Coal City turned the ball over 32 times in the contest – 11 times in the fourth quarter after Coal City post player Nick Peters fouled out with 6:28 left in the game, and with R-C leading just 62-57.
“It seemed like every time we’d make a little run, we’d have a defensive lapse or a mental breakdown which would allow them to make a big shot,” Boresi said. “Overall, the fourth quarter we had a couple of unfortunate fouls on Nick and he had to exit the game, but that’s when we have to have other guys step in. But when you take Nick off the floor, that takes away an extra ball handler and tall body, so it’s like taking two guys off the floor.”
At that point, it was an obvious opportunity for Porter’s Comets.
“You know, Nick Peters and Brennen Shetina are probably two of the best kids in the entire conference,” Porter said. “We didn’t have a lot of answers for those two kids. When Nick fouled out, we knew that was something we were going to try and exploit, and we also wanted to deny Brennen the ball.”
Coal City’s horrendous free throw shooting (39 percent) and the depth of R-C also ultimately made the difference in the game.
“Tonight we actually played 14 different kids. That’s one of the things we’re trying to do,” Porter said. “It doesn’t always work out the way because we have a tendency to foul too much. When you do that, it slows the pace down by sending the other team to the free throw line. When you let the other team shoot free throws, it kills the pace of the game and gives them an opportunity to rest and that’s not what we want to do.”

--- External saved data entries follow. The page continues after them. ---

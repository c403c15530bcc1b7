//! Component G: the Market Coordinator (spec.md §4.7).
//!
//! The per-run round-loop state machine. Fans out to D (one
//! [`ProviderClient`] per provider) bounded by `max_concurrency`, the
//! same `futures::stream::buffer_unordered` pattern the teacher uses
//! in `cmd::StreamOpts::apply_stream_buffering_opts` for its own
//! bounded-parallelism job queue.

use std::{collections::HashMap, sync::Arc};

use futures::stream::{self, StreamExt};

use crate::{
    arbiter::{self, ArbiterInput},
    client::{ProviderCallOutcome, ProviderClient},
    config::MarketConfig,
    convergence,
    cost::CostCalculator,
    error::{MarketError, ProviderError},
    ids::RunId,
    model::{AnswerStatus, ArbiterSpec, ProviderAnswer, ProviderTag, Run, RunStatus},
    prelude::*,
    store::{RunRecord, Store},
};

/// Per-run overrides to the process-wide defaults (spec.md §6,
/// `Market.Run(chat_id, question, opts)`).
#[derive(Debug, Clone, Default)]
pub struct RunOpts {
    pub max_rounds: Option<u32>,
    pub arbiter_spec: Option<ArbiterSpec>,
}

pub struct MarketCoordinator {
    config: MarketConfig,
    clients: HashMap<ProviderTag, ProviderClient>,
    cost: CostCalculator,
    store: Arc<dyn Store>,
}

impl MarketCoordinator {
    pub fn new(config: MarketConfig, store: Arc<dyn Store>) -> Self {
        let clients = config
            .providers
            .iter()
            .map(|p| {
                let client = ProviderClient::new(
                    p.clone(),
                    config.circuit_breaker,
                    config.market.max_retries,
                    config.market.debug_mode,
                );
                (p.tag, client)
            })
            .collect();
        Self {
            config,
            clients,
            cost: CostCalculator::with_default_rates(),
            store,
        }
    }

    /// Run the market for one question (spec.md §4.7).
    #[instrument(level = "info", skip(self, question), fields(chat_id))]
    pub async fn run(
        &self,
        chat_id: i64,
        question: &str,
        opts: RunOpts,
    ) -> Result<RunRecord, MarketError> {
        let thread = self.store.upsert_thread(chat_id).await.map_err(persistence_error)?;
        let run = Run::start(thread.id, question);
        let run_id = run.id;
        self.store.create_run(&run).await.map_err(persistence_error)?;

        let enabled = self.config.enabled_providers();
        if enabled.is_empty() {
            warn!("no enabled providers with credentials; failing run");
            return self.fail_run(run_id, 0).await;
        }

        let max_rounds = opts.max_rounds.unwrap_or(self.config.market.max_rounds);

        let mut total_latency_ms: u64 = 0;
        let mut total_cost_usd: f64 = 0.0;
        let mut prev_by_provider: HashMap<ProviderTag, ProviderAnswer> = HashMap::new();
        let mut round = 1u32;
        let mut converged = false;
        let mut successful: Vec<ProviderAnswer> = Vec::new();

        loop {
            let answers = self
                .run_round(run_id, round, question, &enabled, &prev_by_provider)
                .await;

            for answer in &answers {
                self.store.insert_answer(answer).await.map_err(persistence_error)?;
                total_latency_ms += answer.latency_ms;
                if let Some(cost) = answer.usage.cost_usd {
                    total_cost_usd += cost;
                }
            }

            successful = answers.iter().filter(|a| a.is_successful()).cloned().collect();
            if successful.is_empty() {
                warn!(round, "no successful answers this round; failing run");
                return self.fail_run(run_id, round).await;
            }

            prev_by_provider = successful.iter().map(|a| (a.provider, a.clone())).collect();
            converged = convergence::converged(
                &successful,
                self.config.market.convergence_confidence_threshold,
                self.config.market.convergence_claim_overlap,
            );

            if round >= max_rounds || converged {
                break;
            }
            round += 1;
        }

        let arbiter_answers: Vec<(ProviderTag, ProviderAnswer)> =
            successful.into_iter().map(|a| (a.provider, a)).collect();
        let arbiter_spec_override = opts.arbiter_spec.as_ref().or(thread.arbiter_override.as_ref());
        let arbiter_output = arbiter::synthesize(
            &self.clients,
            &self.config,
            &self.cost,
            ArbiterInput {
                run_id,
                question,
                rounds_completed: round,
                answers: &arbiter_answers,
                chat_override: arbiter_spec_override,
            },
        )
        .await;

        total_latency_ms += arbiter_output.latency_ms;
        if let Some(cost) = arbiter_output.cost_usd {
            total_cost_usd += cost;
        }
        self.store
            .insert_arbiter_output(&arbiter_output)
            .await
            .map_err(persistence_error)?;

        self.store
            .finalize_run(run_id, RunStatus::Completed, round, converged, total_latency_ms, total_cost_usd)
            .await
            .map_err(persistence_error)?;

        self.store
            .load_run(run_id)
            .await
            .map_err(persistence_error)?
            .ok_or_else(|| persistence_error(anyhow!("run {run_id} vanished after finalize_run")))
    }

    /// Fan out one round to every enabled provider, bounded by
    /// `max_concurrency` (spec.md §4.7 step 5, §5).
    async fn run_round(
        &self,
        run_id: RunId,
        round: u32,
        question: &str,
        enabled: &[&crate::config::ProviderConfig],
        prev_by_provider: &HashMap<ProviderTag, ProviderAnswer>,
    ) -> Vec<ProviderAnswer> {
        let disagreements = if round > 1 {
            let prev_answers: Vec<ProviderAnswer> = prev_by_provider.values().cloned().collect();
            convergence::disagreements(&prev_answers)
        } else {
            Vec::new()
        };

        let tasks = enabled.iter().map(|provider_config| {
            let provider = provider_config.tag;
            let model = provider_config.default_model.clone();
            let prompt = build_prompt(question, round, provider, prev_by_provider, &disagreements);
            let deadline = provider_config.timeout + crate::config::MarketOpts::TASK_DEADLINE_GRACE;
            async move {
                let client = &self.clients[&provider];
                match tokio::time::timeout(deadline, client.call(&prompt, Some(&model))).await {
                    Ok(outcome) => outcome_to_answer(run_id, round, provider, outcome, &self.cost),
                    Err(_) => timeout_answer(run_id, round, provider, &model),
                }
            }
        });

        stream::iter(tasks)
            .buffer_unordered(self.config.market.max_concurrency)
            .collect()
            .await
    }

    async fn fail_run(&self, run_id: RunId, rounds_completed: u32) -> Result<RunRecord, MarketError> {
        self.store
            .finalize_run(run_id, RunStatus::Failed, rounds_completed, false, 0, 0.0)
            .await
            .map_err(persistence_error)?;
        Err(MarketError::AllProvidersFailed)
    }
}

/// The [`crate::store::Store`] trait speaks `anyhow::Error`, since most
/// of its failures are genuinely unexpected (a broken connection pool,
/// a row that doesn't decode). At the coordinator boundary we fold that
/// down into the one typed variant spec.md §7 assigns to storage
/// failures; `MarketError::Persistence` itself is reserved for the
/// `sqlx::Error` surfaced directly by pool setup in `cmd::run`.
fn persistence_error(err: anyhow::Error) -> MarketError {
    MarketError::Config(format!("persistence failure: {err:#}"))
}

fn outcome_to_answer(
    run_id: RunId,
    round: u32,
    provider: ProviderTag,
    outcome: ProviderCallOutcome,
    cost: &CostCalculator,
) -> ProviderAnswer {
    let mut usage = outcome.usage;
    usage.cost_usd = cost.cost_usd(&outcome.model, usage.input_tokens, usage.output_tokens);
    ProviderAnswer {
        run_id,
        round,
        provider,
        model: outcome.model,
        status: outcome.status,
        answer: outcome.answer,
        confidence: outcome.confidence,
        key_claims: outcome.key_claims,
        assumptions: outcome.assumptions,
        citations: outcome.citations,
        usage,
        latency_ms: outcome.latency_ms,
        error: outcome.error,
        raw_response: outcome.raw_response,
    }
}

fn timeout_answer(run_id: RunId, round: u32, provider: ProviderTag, model: &str) -> ProviderAnswer {
    ProviderAnswer {
        run_id,
        round,
        provider,
        model: model.to_owned(),
        status: AnswerStatus::Timeout,
        answer: None,
        confidence: None,
        key_claims: None,
        assumptions: None,
        citations: None,
        usage: Default::default(),
        latency_ms: 0,
        error: Some(ProviderError::new(
            crate::error::ErrorKind::Timeout,
            "round task killed by coordinator deadline",
        )),
        raw_response: None,
    }
}

const CITATION_JSON_SHAPE: &str = "{\"answer\": str, \"confidence\": number in [0,1], \
     \"key_claims\": [str], \"assumptions\": [str], \
     \"citations\": [{\"title\": str|null, \"url\": str|null}]}";

/// Build the per-provider prompt for one round (spec.md §4.7 step 5).
fn build_prompt(
    question: &str,
    round: u32,
    provider: ProviderTag,
    prev_by_provider: &HashMap<ProviderTag, ProviderAnswer>,
    disagreements: &[convergence::Disagreement],
) -> String {
    if round == 1 {
        return round_one_prompt(question);
    }
    match prev_by_provider.get(&provider) {
        // A provider that failed the previous round starts fresh.
        None => round_one_prompt(question),
        Some(own_prev) => {
            let mut prompt = format!("Question: {question}\n\nYour previous answer:\n{}\n\n", own_prev.answer.as_deref().unwrap_or(""));
            prompt.push_str("Other providers' previous answers:\n");
            for (other, answer) in prev_by_provider {
                if *other == provider {
                    continue;
                }
                prompt.push_str(&format!(
                    "- {} (confidence {}): {}\n",
                    other,
                    answer.confidence.map(|c| c.to_string()).unwrap_or_else(|| "null".into()),
                    truncate_bytes(answer.answer.as_deref().unwrap_or(""), 1500),
                ));
                if let Some(claims) = &answer.key_claims {
                    for claim in claims {
                        prompt.push_str(&format!("    key claim: {claim}\n"));
                    }
                }
            }
            if !disagreements.is_empty() {
                prompt.push_str("\nDisagreements noted so far:\n");
                for d in disagreements {
                    prompt.push_str(&format!("- {}\n", d.topic));
                    for (p, claim) in &d.claims {
                        prompt.push_str(&format!("    {p}: {claim}\n"));
                    }
                }
            }
            prompt.push_str("\nRevise your answer if warranted. Respond as JSON: ");
            prompt.push_str(CITATION_JSON_SHAPE);
            prompt
        }
    }
}

fn round_one_prompt(question: &str) -> String {
    format!("Question: {question}\n\nRespond as JSON: {CITATION_JSON_SHAPE}")
}

/// Truncate `s` to at most `max_bytes` bytes without splitting a UTF-8
/// character (spec.md §4.7 step 5: "answer truncated to 1500 bytes").
fn truncate_bytes(s: &str, max_bytes: usize) -> &str {
    if s.len() <= max_bytes {
        return s;
    }
    let mut end = max_bytes;
    while end > 0 && !s.is_char_boundary(end) {
        end -= 1;
    }
    &s[..end]
}

#[cfg(test)]
mod tests {
    use super::*;

    #[test]
    fn test_truncate_bytes_respects_char_boundaries() {
        let s = "héllo world";
        let truncated = truncate_bytes(s, 2);
        assert!(s.as_bytes().len() >= truncated.as_bytes().len());
        assert!(std::str::from_utf8(truncated.as_bytes()).is_ok());
    }

    #[test]
    fn test_truncate_bytes_noop_when_short() {
        assert_eq!(truncate_bytes("short", 1500), "short");
    }

    #[test]
    fn test_round_one_prompt_for_failed_provider() {
        let prev = HashMap::new();
        let prompt = build_prompt("q", 2, ProviderTag::OpenAi, &prev, &[]);
        assert_eq!(prompt, round_one_prompt("q"));
    }
}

Eleven of those 14 players scored for the Comets with Mason Dransfeldt (15), Brent Headrick (15) and Logan Zavala (13) scoring in double digits. Lane Cowherd led Coal City with 28.
“That’s how we want the kids to play all of the time. We’ve only played four games at home out of 17 we’ve played. We’re fortunate to be 4-0 at home,” Porter said. “It was one of the goals that the kids made at the beginning of the year – to be undefeated at home and they still have that opportunity.”